49 Andromedae

Observation data Epoch J2000 Equinox ICRS
- Constellation: Andromeda
- Right ascension: 01^{h} 30^{m} 06.10151^{s}
- Declination: +47° 00′ 26.1811″
- Apparent magnitude (V): 5.269

Characteristics
- Evolutionary stage: red clump
- Spectral type: K0 III
- B−V color index: 0.993

Astrometry
- Radial velocity (R_{v}): −11.48 km/s
- Proper motion (μ): RA: −0.950 mas/yr Dec.: −42.638 mas/yr
- Parallax (π): 9.7947±0.1166 mas
- Distance: 333 ± 4 ly (102 ± 1 pc)
- Absolute magnitude (M_{V}): 0.50

Details
- Mass: 2.07 M_{☉}
- Radius: 11 R_{☉}
- Luminosity: 70.8 L_{☉}
- Surface gravity (log g): 2.30 cgs
- Temperature: 4,879±106 K
- Metallicity [Fe/H]: +0.020±0.04 dex
- Rotational velocity (v sin i): 2.0 km/s
- Age: 1.75 Gyr
- Other designations: a And, 49 And, BD+46°370, HD 9057, HIP 6999, HR 430, SAO 37275, PPM 44057, GSC 03282-02272

Database references
- SIMBAD: data

= 49 Andromedae =

Star in the constellation Andromeda

49 Andromedae is a star in the constellation Andromeda. 49 Andromedae is the Flamsteed designation (abbreviated 49 And), though it also bears the Bayer designation a Andromedae. It is visible to the naked eye under good viewing conditions with an apparent visual magnitude of 5.269. The distance to 49 Andromedae, as determined from its annual parallax shift of 9.8 mas, is around 333 light-years. It is drifting closer to the Sun with a heliocentric radial velocity of −11.5 km/s.

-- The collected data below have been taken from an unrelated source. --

use std::fmt;

/// Short opaque token carried per in-flight request and propagated into
/// every audit event and log line (§3). Preserved if the client supplied
/// one; otherwise minted as `req-<12 hex>`.
#[derive(Debug, Clone, PartialEq, Eq, Hash, serde::Serialize, serde::Deserialize)]
pub struct CorrelationId(String);

impl CorrelationId {
    pub fn generate() -> Self {
        let hex = uuid::Uuid::new_v4().simple().to_string();
        Self(format!("req-{}", &hex[..12]))
    }

    /// Wraps a client-supplied value verbatim — never re-derived, so
    /// traces from upstream services stay intact end to end.
    pub fn from_header(value: impl Into<String>) -> Self {
        Self(value.into())
    }

    pub fn as_str(&self) -> &str {
        &self.0
    }
}

impl fmt::Display for CorrelationId {
    fn fmt(&self, f: &mut fmt::Formatter<'_>) -> fmt::Result {
        f.write_str(&self.0)
    }
}

#[cfg(test)]
mod tests {
    use super::*;

    #[test]
    fn generated_ids_have_the_req_prefix_and_length() {
        let id = CorrelationId::generate();
        assert!(id.as_str().starts_with("req-"));
        assert_eq!(id.as_str().len(), "req-".len() + 12);
    }

    #[test]
    fn generated_ids_are_unique() {
        assert_ne!(CorrelationId::generate(), CorrelationId::generate());
    }

    #[test]
    fn supplied_header_value_is_preserved_verbatim() {
        let id = CorrelationId::from_header("client-supplied-123");
        assert_eq!(id.as_str(), "client-supplied-123");
    }
}
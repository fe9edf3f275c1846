use super::{SessionStore, SessionStoreError};
use async_trait::async_trait;
use consoul_audit::SessionHooks;
use consoul_core::Session;
use std::sync::Arc;

/// Wraps any `SessionStore` with the `on_before_save` / `on_after_load` /
/// `on_after_save` hook protocol (§9 design note, §4.10 supplement). Hooks
/// operate on the session's JSON projection so audit/redaction/validation
/// logic stays decoupled from the `Session` type itself, mirroring the
/// donor's `HookedSessionStore` over duck-typed dict state.
pub struct HookedSessionStore<S> {
    inner: S,
    hooks: Arc<dyn SessionHooks>,
}

impl<S: SessionStore> HookedSessionStore<S> {
    pub fn new(inner: S, hooks: Arc<dyn SessionHooks>) -> Self {
        Self { inner, hooks }
    }
}

#[async_trait]
impl<S: SessionStore> SessionStore for HookedSessionStore<S> {
    async fn save(&self, session: &Session) -> Result<(), SessionStoreError> {
        let value = serde_json::to_value(session)?;
        let value = self
            .hooks
            .on_before_save(&session.session_id, value)
            .await
            .map_err(|e| SessionStoreError::HookRejected(e.0))?;
        let session: Session = serde_json::from_value(value)?;
        self.inner.save(&session).await?;
        let after = serde_json::to_value(&session)?;
        self.hooks.on_after_save(&session.session_id, &after).await;
        Ok(())
    }

    async fn load(&self, session_id: &str) -> Result<Option<Session>, SessionStoreError> {
        let loaded = self.inner.load(session_id).await?;
        let value = match loaded {
            Some(session) => Some(serde_json::to_value(session)?),
            None => None,
        };
        let value = self.hooks.on_after_load(session_id, value).await;
        match value {
            Some(v) => Ok(Some(serde_json::from_value(v)?)),
            None => Ok(None),
        }
    }

    async fn delete(&self, session_id: &str) -> Result<(), SessionStoreError> {
        self.inner.delete(session_id).await
    }

    async fn list_sessions(
        &self,
        namespace: Option<&str>,
        limit: usize,
        offset: usize,
    ) -> Result<Vec<String>, SessionStoreError> {
        self.inner.list_sessions(namespace, limit, offset).await
    }
}

#[cfg(test)]
mod tests {
    use super::*;
    use crate::session_store::memory::MemorySessionStore;
    use consoul_audit::hooks::{RedactionHook, ValidationHook};
    use consoul_audit::{CompositeHooks, RedactionConfig, Redactor};
    use consoul_core::SessionConfig;

    #[tokio::test]
    async fn redaction_hook_strips_config_secrets_before_persisting() {
        let mut session = Session::new("s1", "gpt-4o", SessionConfig::default());
        session.config.system_prompt = Some("be helpful".to_string());
        let hooks: Arc<dyn SessionHooks> =
            Arc::new(RedactionHook::new(Redactor::new(RedactionConfig::default())));
        let store = HookedSessionStore::new(MemorySessionStore::new(), hooks);
        store.save(&session).await.unwrap();
        let loaded = store.load("s1").await.unwrap().unwrap();
        assert_eq!(loaded.session_id, "s1");
    }

    #[tokio::test]
    async fn validation_hook_rejects_invalid_state_before_it_reaches_inner_store() {
        let hooks: Arc<dyn SessionHooks> = Arc::new(CompositeHooks::new(vec![Arc::new(ValidationHook {
            max_messages: Some(0),
            ..ValidationHook::default()
        })]));
        let mut session = Session::new("s1", "gpt-4o", SessionConfig::default());
        session.append(consoul_core::Message::user("hi"));
        let store = HookedSessionStore::new(MemorySessionStore::new(), hooks);
        let err = store.save(&session).await.unwrap_err();
        assert!(matches!(err, SessionStoreError::HookRejected(_)));
        assert!(store.load("s1").await.unwrap().is_none());
    }
}
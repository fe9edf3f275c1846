use super::provider::{LlmProvider, LlmResponse, Message, ProviderErrorKind, StreamChunk};
use crate::tools::tool::ToolDef;
use anyhow::Result;
use async_trait::async_trait;
use std::sync::atomic::{AtomicU32, AtomicU64, AtomicU8, Ordering};
use std::sync::Arc;
use std::time::{Duration, SystemTime, UNIX_EPOCH};
use thiserror::Error;
use tokio::sync::mpsc;

/// Three-state breaker per §4.6. Numeric values match the
/// `consoul_circuit_breaker_state` gauge contract (0/1/2).
#[derive(Debug, Clone, Copy, PartialEq, Eq)]
#[repr(u8)]
pub enum BreakerState {
    Closed = 0,
    Open = 1,
    HalfOpen = 2,
}

impl From<u8> for BreakerState {
    fn from(v: u8) -> Self {
        match v {
            1 => BreakerState::Open,
            2 => BreakerState::HalfOpen,
            _ => BreakerState::Closed,
        }
    }
}

#[derive(Debug, Error)]
#[error("circuit breaker for provider '{provider}' is open")]
pub struct CircuitOpenError {
    pub provider: String,
}

fn now_secs() -> u64 {
    SystemTime::now().duration_since(UNIX_EPOCH).map(|d| d.as_secs()).unwrap_or(0)
}

/// Counters a caller can snapshot for the `consoul_circuit_breaker_*`
/// metrics family without taking a lock.
#[derive(Debug, Default)]
pub struct BreakerMetrics {
    pub trips_total: AtomicU64,
    pub rejections_total: AtomicU64,
}

/// Wraps a single provider with the CLOSED/OPEN/HALF_OPEN state machine of
/// §4.6. Breakers are keyed by provider name by the caller (typically one
/// `CircuitBreaker` per `Arc<dyn LlmProvider>` held in a provider registry).
pub struct CircuitBreaker {
    provider_name: String,
    inner: Arc<dyn LlmProvider>,
    failure_threshold: u32,
    cool_down: Duration,
    state: AtomicU8,
    consecutive_failures: AtomicU32,
    opened_at: AtomicU64,
    /// HALF_OPEN allows exactly one probe in flight; this guards that.
    probe_in_flight: AtomicU8,
    pub metrics: BreakerMetrics,
}

impl CircuitBreaker {
    pub fn new(
        provider_name: impl Into<String>,
        inner: Arc<dyn LlmProvider>,
        failure_threshold: u32,
        cool_down: Duration,
    ) -> Self {
        Self {
            provider_name: provider_name.into(),
            inner,
            failure_threshold,
            cool_down,
            state: AtomicU8::new(BreakerState::Closed as u8),
            consecutive_failures: AtomicU32::new(0),
            opened_at: AtomicU64::new(0),
            probe_in_flight: AtomicU8::new(0),
            metrics: BreakerMetrics::default(),
        }
    }

    pub fn provider_name(&self) -> &str {
        &self.provider_name
    }

    pub fn state(&self) -> BreakerState {
        BreakerState::from(self.state.load(Ordering::SeqCst))
    }

    /// Transitions OPEN → HALF_OPEN once the cool-down has elapsed. Called
    /// before every call attempt.
    fn maybe_half_open(&self) {
        if self.state() == BreakerState::Open {
            let opened_at = self.opened_at.load(Ordering::SeqCst);
            if now_secs().saturating_sub(opened_at) >= self.cool_down.as_secs() {
                self.state.store(BreakerState::HalfOpen as u8, Ordering::SeqCst);
            }
        }
    }

    /// Returns `Err(CircuitOpenError)` without touching the inner provider
    /// when the breaker is OPEN, or when HALF_OPEN already has a probe in
    /// flight (§4.6: "allow a single probe call").
    fn admit(&self) -> Result<bool, CircuitOpenError> {
        self.maybe_half_open();
        match self.state() {
            BreakerState::Closed => Ok(false),
            BreakerState::Open => {
                self.metrics.rejections_total.fetch_add(1, Ordering::SeqCst);
                Err(CircuitOpenError {
                    provider: self.provider_name.clone(),
                })
            }
            BreakerState::HalfOpen => {
                if self
                    .probe_in_flight
                    .compare_exchange(0, 1, Ordering::SeqCst, Ordering::SeqCst)
                    .is_ok()
                {
                    Ok(true)
                } else {
                    self.metrics.rejections_total.fetch_add(1, Ordering::SeqCst);
                    Err(CircuitOpenError {
                        provider: self.provider_name.clone(),
                    })
                }
            }
        }
    }

    fn record_success(&self, was_probe: bool) {
        self.consecutive_failures.store(0, Ordering::SeqCst);
        self.state.store(BreakerState::Closed as u8, Ordering::SeqCst);
        if was_probe {
            self.probe_in_flight.store(0, Ordering::SeqCst);
        }
    }

    fn record_failure(&self, was_probe: bool, counts: bool) {
        if was_probe {
            self.probe_in_flight.store(0, Ordering::SeqCst);
        }
        if !counts {
            return;
        }
        if was_probe {
            self.trip();
            return;
        }
        let failures = self.consecutive_failures.fetch_add(1, Ordering::SeqCst) + 1;
        if failures >= self.failure_threshold {
            self.trip();
        }
    }

    fn trip(&self) {
        self.state.store(BreakerState::Open as u8, Ordering::SeqCst);
        self.opened_at.store(now_secs(), Ordering::SeqCst);
        self.metrics.trips_total.fetch_add(1, Ordering::SeqCst);
    }
}

#[async_trait]
impl LlmProvider for CircuitBreaker {
    async fn complete(&self, messages: &[Message], tools: &[ToolDef]) -> Result<LlmResponse> {
        let was_probe = self.admit().map_err(anyhow::Error::from)?;
        match self.inner.complete(messages, tools).await {
            Ok(resp) => {
                self.record_success(was_probe);
                Ok(resp)
            }
            Err(e) => {
                self.record_failure(was_probe, true);
                Err(e)
            }
        }
    }

    async fn stream_complete(
        &self,
        messages: &[Message],
        tools: &[ToolDef],
        tx: mpsc::Sender<StreamChunk>,
    ) -> Result<()> {
        let was_probe = self.admit().map_err(anyhow::Error::from)?;

        // Tap the stream so a `StreamChunk::Error` (transport/rate-limit)
        // is counted as a breaker failure even though `stream_complete`
        // itself returns `Ok`. Token-limit and auth errors from the inner
        // provider never count (§4.6).
        let (inner_tx, mut inner_rx) = mpsc::channel(256);
        let result = self.inner.stream_complete(messages, tools, inner_tx).await;

        let mut saw_counting_failure = false;
        let mut saw_success = false;
        while let Some(chunk) = inner_rx.recv().await {
            if let StreamChunk::Error { kind, .. } = &chunk {
                if kind.counts_as_breaker_failure() {
                    saw_counting_failure = true;
                }
            }
            if matches!(chunk, StreamChunk::Done { .. }) {
                saw_success = true;
            }
            if tx.send(chunk).await.is_err() {
                break;
            }
        }

        match &result {
            Err(_) => self.record_failure(was_probe, true),
            Ok(()) if saw_counting_failure => self.record_failure(was_probe, true),
            Ok(()) if saw_success => self.record_success(was_probe),
            Ok(()) => {
                if was_probe {
                    self.probe_in_flight.store(0, Ordering::SeqCst);
                }
            }
        }

        result
    }

    fn supports_tools(&self) -> bool {
        self.inner.supports_tools()
    }

    fn supports_vision(&self) -> bool {
        self.inner.supports_vision()
    }

    fn context_window(&self) -> Option<usize> {
        self.inner.context_window()
    }
}

#[cfg(test)]
mod tests {
    use super::*;
    use crate::providers::provider::{Role, TokenUsage};
    use std::sync::atomic::AtomicUsize;

    struct FlakyProvider {
        fail_times: AtomicUsize,
    }

    #[async_trait]
    impl LlmProvider for FlakyProvider {
        async fn complete(&self, _messages: &[Message], _tools: &[ToolDef]) -> Result<LlmResponse> {
            if self.fail_times.load(Ordering::SeqCst) > 0 {
                self.fail_times.fetch_sub(1, Ordering::SeqCst);
                anyhow::bail!("simulated failure")
            } else {
                Ok(LlmResponse::Message {
                    content: "ok".to_string(),
                    usage: TokenUsage { input_tokens: 1, output_tokens: 1 },
                })
            }
        }

        async fn stream_complete(
            &self,
            _messages: &[Message],
            _tools: &[ToolDef],
            _tx: mpsc::Sender<StreamChunk>,
        ) -> Result<()> {
            unimplemented!()
        }
    }

    fn msg() -> Vec<Message> {
        vec![Message {
            role: Role::User,
            content: "hi".to_string(),
            tool_call_id: None,
            tool_name: None,
            tool_calls: None,
        }]
    }

    #[tokio::test]
    async fn trips_after_threshold_consecutive_failures() {
        let inner = Arc::new(FlakyProvider { fail_times: AtomicUsize::new(10) });
        let breaker = CircuitBreaker::new("test", inner, 3, Duration::from_secs(30));

        for _ in 0..3 {
            assert!(breaker.complete(&msg(), &[]).await.is_err());
        }
        assert_eq!(breaker.state(), BreakerState::Open);
    }

    #[tokio::test]
    async fn open_breaker_rejects_without_calling_inner() {
        let inner = Arc::new(FlakyProvider { fail_times: AtomicUsize::new(10) });
        let breaker = CircuitBreaker::new("test", inner, 1, Duration::from_secs(30));

        assert!(breaker.complete(&msg(), &[]).await.is_err());
        assert_eq!(breaker.state(), BreakerState::Open);

        let before = breaker.metrics.rejections_total.load(Ordering::SeqCst);
        let result = breaker.complete(&msg(), &[]).await;
        assert!(result.is_err());
        assert_eq!(
            breaker.metrics.rejections_total.load(Ordering::SeqCst),
            before + 1
        );
    }

    #[tokio::test]
    async fn half_open_probe_recovers_to_closed() {
        let inner = Arc::new(FlakyProvider { fail_times: AtomicUsize::new(1) });
        let breaker = CircuitBreaker::new("test", inner, 1, Duration::from_millis(10));

        assert!(breaker.complete(&msg(), &[]).await.is_err());
        assert_eq!(breaker.state(), BreakerState::Open);

        tokio::time::sleep(Duration::from_millis(20)).await;
        assert!(breaker.complete(&msg(), &[]).await.is_ok());
        assert_eq!(breaker.state(), BreakerState::Closed);
    }
}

With an estimated age of 1.75 Gyr years, this is an aging red-clump giant star with a stellar classification of K0 III, indicating it is generating energy by helium fusion at its core. The spectrum displays "slightly strong" absorption lines of cyanogen (CN). It has 2.07 times the mass of the Sun and has expanded to 11 times the Sun's radius. The star is radiating 71 times the Sun's luminosity from its enlarged photosphere at an effective temperature of 4879 K. It is spinning with a projected rotational velocity of 2 km/s.

This was one of the stars historically known as Adhil, from Arabic að-ðayl "the train [of a garment]", a name now applied to ξ Andromedae. In a 1971 NASA technical memorandum listing star names, 49 Andromedae was listed as Thail, likely derived from the same Arabic name.